- [WHAT THIS TASK INVOLVES]
The answer must be the full listing, reproduced without any change.

___ THE DATA

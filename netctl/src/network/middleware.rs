//! Wallet middleware placed in front of every network transport.
//!
//! Account and client identity methods are answered locally from the
//! [`ProviderParams`] given at initialisation; signing methods are refused;
//! everything else goes to the network.

use std::sync::Arc;

use async_trait::async_trait;
use serde::{Deserialize, Serialize};
use serde_json::Value;

use super::transport::{JsonRpcRequest, Transport};
use crate::error::TransportError;

const SIGNING_METHODS: &[&str] = &[
    "eth_sendTransaction",
    "eth_sign",
    "personal_sign",
    "eth_signTypedData",
    "eth_signTypedData_v3",
    "eth_signTypedData_v4",
];

/// Base parameters every provider is built with.
#[derive(Debug, Clone, PartialEq, Eq, Serialize, Deserialize)]
#[serde(rename_all = "camelCase")]
pub struct ProviderParams {
    /// Value returned for `web3_clientVersion`.
    pub client_version: String,
    /// Accounts exposed to callers, first one is the coinbase.
    #[serde(default)]
    pub accounts: Vec<String>,
}

impl Default for ProviderParams {
    fn default() -> Self {
        Self {
            client_version: concat!(env!("CARGO_PKG_NAME"), "/v", env!("CARGO_PKG_VERSION"))
                .to_owned(),
            accounts: Vec::new(),
        }
    }
}

/// Transport answering wallet methods locally and forwarding the rest.
#[derive(Debug)]
pub struct WalletMiddleware {
    params: ProviderParams,
    next: Arc<dyn Transport>,
}

impl WalletMiddleware {
    /// Wraps `next` with the wallet methods described by `params`.
    #[must_use]
    pub const fn new(params: ProviderParams, next: Arc<dyn Transport>) -> Self {
        Self { params, next }
    }
}

#[async_trait]
impl Transport for WalletMiddleware {
    async fn request(&self, request: JsonRpcRequest) -> Result<Value, TransportError> {
        match request.method.as_str() {
            "web3_clientVersion" => Ok(Value::String(self.params.client_version.clone())),
            "eth_accounts" | "eth_requestAccounts" => Ok(Value::from(self.params.accounts.clone())),
            "eth_coinbase" => Ok(self
                .params
                .accounts
                .first()
                .map_or(Value::Null, |a| Value::String(a.clone()))),
            method if SIGNING_METHODS.contains(&method) => {
                Err(TransportError::Unsupported(method.to_owned()))
            }
            _ => self.next.request(request).await,
        }
    }
}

______

- [RESULT OF THIS EXERCISE]
filename netctl/src/network/middleware.rs
//! Wallet middleware placed in front of every network transport.
//!
//! Account and client identity methods are answered locally from the
//! [`ProviderParams`] given at initialisation; signing methods are refused;
//! everything else goes to the network.

use std::sync::Arc;

use async_trait::async_trait;
use serde::{Deserialize, Serialize};
use serde_json::Value;

use super::transport::{JsonRpcRequest, Transport};
use crate::error::TransportError;

const SIGNING_METHODS: &[&str] = &[
    "eth_sendTransaction",
    "eth_sign",
    "personal_sign",
    "eth_signTypedData",
    "eth_signTypedData_v3",
    "eth_signTypedData_v4",
];

/// Base parameters every provider is built with.
#[derive(Debug, Clone, PartialEq, Eq, Serialize, Deserialize)]
#[serde(rename_all = "camelCase")]
pub struct ProviderParams {
    /// Value returned for `web3_clientVersion`.
    pub client_version: String,
    /// Accounts exposed to callers, first one is the coinbase.
    #[serde(default)]
    pub accounts: Vec<String>,
}

impl Default for ProviderParams {
    fn default() -> Self {
        Self {
            client_version: concat!(env!("CARGO_PKG_NAME"), "/v", env!("CARGO_PKG_VERSION"))
                .to_owned(),
            accounts: Vec::new(),
        }
    }
}

/// Transport answering wallet methods locally and forwarding the rest.
#[derive(Debug)]
pub struct WalletMiddleware {
    params: ProviderParams,
    next: Arc<dyn Transport>,
}

impl WalletMiddleware {
    /// Wraps `next` with the wallet methods described by `params`.
    #[must_use]
    pub const fn new(params: ProviderParams, next: Arc<dyn Transport>) -> Self {
        Self { params, next }
    }
}

#[async_trait]
impl Transport for WalletMiddleware {
    async fn request(&self, request: JsonRpcRequest) -> Result<Value, TransportError> {
        match request.method.as_str() {
            "web3_clientVersion" => Ok(Value::String(self.params.client_version.clone())),
            "eth_accounts" | "eth_requestAccounts" => Ok(Value::from(self.params.accounts.clone())),
            "eth_coinbase" => Ok(self
                .params
                .accounts
                .first()
                .map_or(Value::Null, |a| Value::String(a.clone()))),
            method if SIGNING_METHODS.contains(&method) => {
                Err(TransportError::Unsupported(method.to_owned()))
            }
            _ => self.next.request(request).await,
        }
    }
}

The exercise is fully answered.